United States District Court, D. Nevada

October 5, 2017

UNITED STATES OF AMERICA, Plaintiff,
v.
ANDRE WAGNER, Defendant.

          ORDER

          MIRANDA M. DU, UNITED STATES DISTRICT JUDGE.

         I. SUMMARY

         Defendant Andre Wagner was indicted on one count of possession of ammunition by a prohibited person in violation of 18 U.S.C. §§ 922(g)(1) and 924(a)(2). (ECF No. 17 at 2.) Wagner moves to dismiss the Superseding Indictment, contending that his prior misdemeanor conviction under Reno Municipal Code does not qualify as a predicate offense to make him a “prohibited person” under the relevant statute. The Court has reviewed Wagner's motion to dismiss, the government's response and Wagner's reply. (ECF Nos. 35, 37, 38.) The Court agrees with Wagner and grants his motion.

         II. BACKGROUND

         Count Two of the Superseding Indictment charges Wagner with possession of ammunition by a prohibited person. (ECF No. 17 at 2.) The Superseding Indictment alleges that Wagner knowingly possessed ammunition after “having been convicted of a misdemeanor crime of domestic violence in the Reno Municipal Court, Reno, Nevada, on or about September 22, 2016[.]” (Id.) The criminal complaint filed in Reno Municipal Court charged Wagner with domestic battery in violation of NRS §§ 200.481 and 33.018. (ECF No. 35-1.) On September 22, 2016, Wagner pled nolo contendre to the lesser offense of simple battery in violation of Reno Municipal Code § 8.08.020A. (ECF No. 35-2 at 4.)

         III. DISCUSSION

         Wagner raises three arguments in seeking dismissal. The first two arguments relate to the predicate offense. Wagner insists that he was not convicted of the predicate offense of “misdemeanor crime of domestic violence” as required under 18 U.S.C. § 922(g)(9) (“section 922(g)(9)” or “§ 922(g)(9)”) because he was convicted of a misdemeanor under municipal law, not state law, and because the Indictment fails to plead the required elements of the predicated offense of domestic battery. (ECF No. 35 at 5-10.) His third argument challenges the constitutionality of the statute as applied. (Id. at 10-13.) Because the Court agrees with Wagner that conviction of a simple misdemeanor under municipal law does not meet the requirement for the predicate offense under 18 U.S.C. § 921(a)(33)(A) (“section 921(a)(33)(A)” or “§ 921(a)(33)(A)”), the Court declines to address the latter two arguments.

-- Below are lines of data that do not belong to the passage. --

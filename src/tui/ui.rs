use ratatui::prelude::*;
use ratatui::widgets::{Block, Cell, Clear, Paragraph, Row, Table};

use crate::features::{field_bounds, Field};
use crate::normalize::ScalingConfig;
use crate::output::format_prediction;
use crate::tui::app::{App, FlashKind, InputMode};

const TITLE: &str = "Diabetes Progression Predictor";

pub fn draw(frame: &mut Frame, app: &mut App) {
    let area = frame.area();

    // Handle very small terminal sizes gracefully
    if area.height < 16 || area.width < 40 {
        let msg = Paragraph::new("Terminal too small").alignment(Alignment::Center);
        frame.render_widget(msg, area);
        return;
    }

    // Layout: Title(1) + Form(fill) + Result(3) + Status(1)
    let chunks = Layout::vertical([
        Constraint::Length(1),
        Constraint::Fill(1),
        Constraint::Length(3),
        Constraint::Length(1),
    ])
    .split(area);

    render_title(frame, chunks[0], app);
    render_form(frame, chunks[1], app);
    render_result(frame, chunks[2], app);
    render_status_bar(frame, chunks[3], app);

    match app.input_mode {
        InputMode::Editing => render_edit_popup(frame, app),
        InputMode::Help => render_help_popup(frame, app),
        InputMode::Breakdown => render_breakdown_popup(frame, app),
        InputMode::Normal => {}
    }
}

fn render_title(frame: &mut Frame, area: Rect, app: &App) {
    let theme = &app.theme;
    let mut spans = vec![Span::styled(TITLE, Style::default().fg(theme.title_color).bold())];

    let scale_text = scale_label(&app.scaling);
    let padding_len = (area.width as usize).saturating_sub(TITLE.len() + scale_text.len());
    spans.push(Span::raw(" ".repeat(padding_len)));
    // Approximate constants stay visible for the whole form session
    let scale_color = if app.scaling.approximate {
        theme.clamped_color
    } else {
        theme.muted
    };
    spans.push(Span::styled(scale_text, Style::default().fg(scale_color)));

    frame.render_widget(Paragraph::new(Line::from(spans)), area);
}

fn scale_label(scaling: &ScalingConfig) -> String {
    if scaling.approximate {
        format!("inputs: {} (approximate scaling)", scaling.input.label())
    } else {
        format!("inputs: {}", scaling.input.label())
    }
}

fn render_form(frame: &mut Frame, area: Rect, app: &mut App) {
    let theme = app.theme.clone();
    let kind = app.scaling.input;

    let rows: Vec<Row> = Field::ALL
        .iter()
        .enumerate()
        .map(|(idx, field)| {
            let bounds = field_bounds(*field, kind);
            let value_cell = match app.inputs.get(*field) {
                Some(value) => Cell::from(value.to_string()),
                None => Cell::from("missing").style(Style::default().fg(theme.missing_color)),
            };
            let range = if *field == Field::Sex && bounds.unit == "Male/Female" {
                "Male | Female".to_string()
            } else {
                format!("{} .. {}", bounds.min, bounds.max)
            };

            // Alternating row background (odd rows get subtle background)
            let row_style = if idx % 2 == 1 {
                Style::default().bg(theme.row_alt_bg)
            } else {
                Style::default()
            };

            Row::new(vec![
                Cell::from(field.name().to_uppercase()).style(Style::default().fg(theme.field_color)),
                value_cell,
                Cell::from(bounds.unit).style(Style::default().fg(theme.unit_color)),
                Cell::from(range).style(Style::default().fg(theme.muted)),
            ])
            .style(row_style)
        })
        .collect();

    let widths = [
        Constraint::Length(6),  // Field
        Constraint::Length(12), // Value
        Constraint::Length(12), // Unit
        Constraint::Fill(1),    // Range
    ];

    let table = Table::new(rows, widths)
        .header(
            Row::new(vec!["Field", "Value", "Unit", "Range"])
                .style(theme.header_style)
                .bottom_margin(1),
        )
        .row_highlight_style(theme.row_selected);

    frame.render_stateful_widget(table, area, &mut app.table_state);
}

fn render_result(frame: &mut Frame, area: Rect, app: &App) {
    let theme = &app.theme;
    let block = Block::bordered().title(" Prediction ");
    let inner = block.inner(area);
    frame.render_widget(block, area);

    let line = match app.session.last() {
        Some(record) => {
            let mut spans = vec![
                Span::raw("Predicted diabetes progression: "),
                Span::styled(
                    format_prediction(record.prediction),
                    Style::default().fg(theme.prediction_color).bold(),
                ),
            ];
            if record.was_clamped() {
                spans.push(Span::styled(
                    format!("  (model returned {}, floored at 0)", format_prediction(record.raw_prediction)),
                    Style::default().fg(theme.clamped_color),
                ));
            }
            spans.push(Span::styled(
                format!("  at {}", record.predicted_at.with_timezone(&chrono::Local).format("%H:%M:%S")),
                Style::default().fg(theme.muted),
            ));
            Line::from(spans)
        }
        None => Line::from(Span::styled(
            "No prediction yet. Press p to predict.",
            Style::default().fg(theme.muted),
        )),
    };

    frame.render_widget(Paragraph::new(line), inner);
}

fn render_status_bar(frame: &mut Frame, area: Rect, app: &App) {
    let theme = &app.theme;
    let text = if let Some((ref msg, kind, _)) = app.flash_message {
        let msg_color = match kind {
            FlashKind::Success => theme.flash_success,
            FlashKind::Error => theme.flash_error,
            FlashKind::Info => theme.flash_info,
        };
        Line::from(Span::styled(msg.clone(), Style::default().fg(msg_color)))
    } else {
        let hints = [
            ("j/k", ":nav "),
            ("Enter", ":edit "),
            ("+/-", ":step "),
            ("p", ":predict "),
            ("s", ":save "),
            ("b", ":breakdown "),
            ("?", ":help "),
            ("q", ":quit"),
        ];

        let mut spans = Vec::new();
        for (i, (key, label)) in hints.iter().enumerate() {
            if i > 0 {
                spans.push(Span::raw(" "));
            }
            spans.push(Span::styled(*key, Style::default().fg(theme.status_key_color)));
            spans.push(Span::raw(*label));
        }
        Line::from(spans)
    };

    frame.render_widget(
        Paragraph::new(text).style(Style::default().bg(theme.status_bar_bg)),
        area,
    );
}

/// Create a centered rectangle with fixed width and height
fn centered_rect_fixed(width: u16, height: u16, area: Rect) -> Rect {
    let width = width.min(area.width);
    let height = height.min(area.height);

    let x = area.x + (area.width.saturating_sub(width)) / 2;
    let y = area.y + (area.height.saturating_sub(height)) / 2;

    Rect {
        x,
        y,
        width,
        height,
    }
}

fn popup_block<'a>(app: &App, title: &'a str) -> Block<'a> {
    Block::bordered()
        .title(Span::styled(title, app.theme.popup_title))
        .border_style(Style::default().fg(app.theme.popup_border))
        .style(Style::default().bg(app.theme.popup_bg))
}

fn render_edit_popup(frame: &mut Frame, app: &App) {
    let popup_area = centered_rect_fixed(44, 4, frame.area());
    frame.render_widget(Clear, popup_area);

    let field = app.selected_field();
    let title = format!(" Edit {} ", field.name().to_uppercase());
    let block = popup_block(app, &title);
    let inner = block.inner(popup_area);
    frame.render_widget(block, popup_area);

    let chunks = Layout::vertical([Constraint::Length(1), Constraint::Length(1)]).split(inner);

    frame.render_widget(Paragraph::new(format!("{}|", app.edit_buffer)), chunks[0]);
    frame.render_widget(
        Paragraph::new("Enter: confirm | Esc: cancel | empty = clear")
            .style(Style::default().fg(app.theme.muted)),
        chunks[1],
    );
}

fn render_help_popup(frame: &mut Frame, app: &App) {
    let popup_area = centered_rect_fixed(50, 15, frame.area());
    frame.render_widget(Clear, popup_area);

    let block = popup_block(app, " Keyboard Shortcuts ");
    let inner = block.inner(popup_area);
    frame.render_widget(block, popup_area);

    let key_style = Style::default().fg(app.theme.status_key_color).bold();
    let entries = [
        ("j / Down      ", "Next field"),
        ("k / Up        ", "Previous field"),
        ("Enter / e     ", "Edit value (toggles sex label)"),
        ("+ / Right     ", "Step value up"),
        ("- / Left      ", "Step value down"),
        ("R             ", "Reset form to defaults"),
        ("p             ", "Predict"),
        ("s             ", "Save last prediction to log"),
        ("b             ", "Show normalization breakdown"),
        ("?             ", "Show/hide this help"),
        ("q / Ctrl-c    ", "Quit"),
    ];

    let mut lines: Vec<Line> = entries
        .iter()
        .map(|(k, desc)| Line::from(vec![Span::styled(*k, key_style), Span::raw(*desc)]))
        .collect();
    lines.push(Line::from(""));
    lines.push(Line::from(Span::styled(
        "Press any key to close",
        Style::default().fg(app.theme.muted),
    )));

    frame.render_widget(Paragraph::new(lines), inner);
}

fn render_breakdown_popup(frame: &mut Frame, app: &App) {
    let Some(result) = app.session.last_breakdown() else {
        return;
    };

    let popup_area = centered_rect_fixed(60, (result.steps.len() + 4) as u16, frame.area());
    frame.render_widget(Clear, popup_area);

    let block = popup_block(app, " Normalization ");
    let inner = block.inner(popup_area);
    frame.render_widget(block, popup_area);

    let mut lines: Vec<Line> = result
        .steps
        .iter()
        .map(|step| {
            Line::from(vec![
                Span::styled(
                    format!("{:<4}", step.field.name()),
                    Style::default().fg(app.theme.field_color),
                ),
                Span::raw(format!("{:>10}  ", step.raw)),
                Span::styled(
                    format!("{:<22}", step.transform),
                    Style::default().fg(app.theme.muted),
                ),
                Span::raw(format!("{:>10.4}", step.scaled)),
            ])
        })
        .collect();
    lines.push(Line::from(""));
    lines.push(Line::from(Span::styled(
        "Esc / b: close",
        Style::default().fg(app.theme.muted),
    )));

    frame.render_widget(Paragraph::new(lines), inner);
}

#[cfg(test)]
mod tests {
    use super::*;

    #[test]
    fn test_centered_rect_fits_area() {
        let area = Rect::new(0, 0, 100, 40);
        let rect = centered_rect_fixed(50, 10, area);
        assert_eq!(rect, Rect::new(25, 15, 50, 10));
    }

    #[test]
    fn test_scale_label_marks_approximate() {
        assert_eq!(scale_label(&ScalingConfig::default()), "inputs: standardized");
        assert_eq!(
            scale_label(&ScalingConfig::clinical_starter()),
            "inputs: clinical (approximate scaling)"
        );
    }

    #[test]
    fn test_centered_rect_clamps_to_small_area() {
        let area = Rect::new(0, 0, 30, 5);
        let rect = centered_rect_fixed(50, 10, area);
        assert_eq!(rect.width, 30);
        assert_eq!(rect.height, 5);
    }
}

         Section 922(g)(9) provides, in pertinent part, that it is “unlawful for any person . . . who has been convicted in any court of a misdemeanor crime of domestic violence [] to . . . possess . . . ammunition.” 18 U.S.C. § 922(g)(9). Section 921(a)(33)(A) in turn defines the term “misdemeanor crime of domestic violence” to mean an offense that-

         (i) is a misdemeanor under Federal, State, or Tribal law; and

         (ii) has, as an element, the use or attempted use of physical force, or the threatened use of a deadly weapon, committed by a current or former spouse, parent, or guardian of the victim, by a person with whom the victim shares a child in common, by a person who is cohabiting with or has cohabited with the victim as a spouse, parent, or guardian, or by a person similarly situated to a spouse, parent, or guardian of the victim.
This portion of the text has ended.